[PROVIDED MATERIAL]
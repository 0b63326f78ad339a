//! Core application setup and state management.
//!
//! Handles application lifecycle, window configuration, settings and
//! the navigation state machine.

/// Application setup and plugin configuration for the Bevy engine.
///
/// Creates the main app with scene presentation, navigation, camera and HUD
/// systems.
pub mod app_setup;

/// Browser state machine mirrored from the navigation controller.
pub mod app_state;

/// Command line and JSON settings.
pub mod config;

/// Window settings.
pub mod window_config;
/// Distance between neighbouring grid cells, applied to both layout axes.
pub const GRID_STEP: f32 = 3.0;

/// Maximum number of bytes read from a file for a text preview.
pub const TEXT_PREVIEW_BYTES: usize = 400;
/// Largest preview cap accepted from settings.
pub const MAX_TEXT_PREVIEW_BYTES: usize = 64 * 1024;

/// Names starting with this marker are treated as hidden.
pub const HIDDEN_MARKER: char = '.';
use std::fs;
use std::path::{Path, PathBuf};

use bevy::prelude::*;
use clap::Parser;
use serde::Deserialize;

use constants::layout::{GRID_STEP, MAX_TEXT_PREVIEW_BYTES, TEXT_PREVIEW_BYTES};

use crate::engine::scene::ScanSettings;
use crate::error::ConfigError;

/// Browse a directory as a 3D scene.
#[derive(Parser, Debug)]
#[command(name = "file-browser", version)]
pub struct Args {
    /// Directory to browse.
    pub root: PathBuf,

    /// JSON settings file; command line options take precedence over it.
    #[arg(long, value_name = "FILE")]
    pub config: Option<PathBuf>,

    /// Distance between grid cells.
    #[arg(long)]
    pub grid_step: Option<f32>,

    /// Bytes read from each text file for its preview (at most 65536).
    #[arg(long)]
    pub text_preview_bytes: Option<usize>,

    /// Hide files whose name starts with a dot (hidden directories are
    /// always hidden).
    #[arg(long)]
    pub hide_dotfiles: bool,
}

#[derive(Resource, Debug, Clone, PartialEq, Deserialize)]
#[serde(default)]
pub struct BrowserSettings {
    #[serde(skip)]
    pub root: PathBuf,
    pub grid_step: f32,
    pub text_preview_bytes: usize,
    pub hide_dotfiles: bool,
}

impl Default for BrowserSettings {
    fn default() -> Self {
        Self {
            root: PathBuf::new(),
            grid_step: GRID_STEP,
            text_preview_bytes: TEXT_PREVIEW_BYTES,
            hide_dotfiles: false,
        }
    }
}

impl BrowserSettings {
    /// Defaults, overridden by the settings file, overridden by the command
    /// line.
    pub fn from_args(args: &Args) -> Result<Self, ConfigError> {
        let mut settings = match &args.config {
            Some(path) => Self::from_file(path)?,
            None => Self::default(),
        };

        if let Some(step) = args.grid_step {
            settings.grid_step = step;
        }
        if let Some(bytes) = args.text_preview_bytes {
            settings.text_preview_bytes = bytes;
        }
        settings.hide_dotfiles |= args.hide_dotfiles;

        if !(settings.grid_step.is_finite() && settings.grid_step > 0.0) {
            return Err(ConfigError::InvalidGridStep(settings.grid_step));
        }
        if !(1..=MAX_TEXT_PREVIEW_BYTES).contains(&settings.text_preview_bytes) {
            return Err(ConfigError::InvalidTextPreviewBytes {
                got: settings.text_preview_bytes,
                max: MAX_TEXT_PREVIEW_BYTES,
            });
        }
        if !args.root.is_dir() {
            return Err(ConfigError::NotADirectory(args.root.clone()));
        }
        settings.root = args.root.clone();

        Ok(settings)
    }

    pub fn from_file(path: &Path) -> Result<Self, ConfigError> {
        let raw = fs::read_to_string(path).map_err(|source| ConfigError::Read {
            path: path.to_path_buf(),
            source,
        })?;
        serde_json::from_str(&raw).map_err(|source| ConfigError::Parse {
            path: path.to_path_buf(),
            source,
        })
    }

    pub fn scan_settings(&self) -> ScanSettings {
        ScanSettings {
            grid_step: self.grid_step,
            text_preview_bytes: self.text_preview_bytes,
            hide_dotfiles: self.hide_dotfiles,
        }
    }
}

[THE PROBLEM] Give back exactly the lines from the beginning of the records through the line containing "pub mod app_state;", and only those.

[OUTPUT]
repository 0b63326f78ad339a
//! Core application setup and state management.
//!
//! Handles application lifecycle, window configuration, settings and
//! the navigation state machine.

/// Application setup and plugin configuration for the Bevy engine.
///
/// Creates the main app with scene presentation, navigation, camera and HUD
/// systems.
pub mod app_setup;

/// Browser state machine mirrored from the navigation controller.
pub mod app_state;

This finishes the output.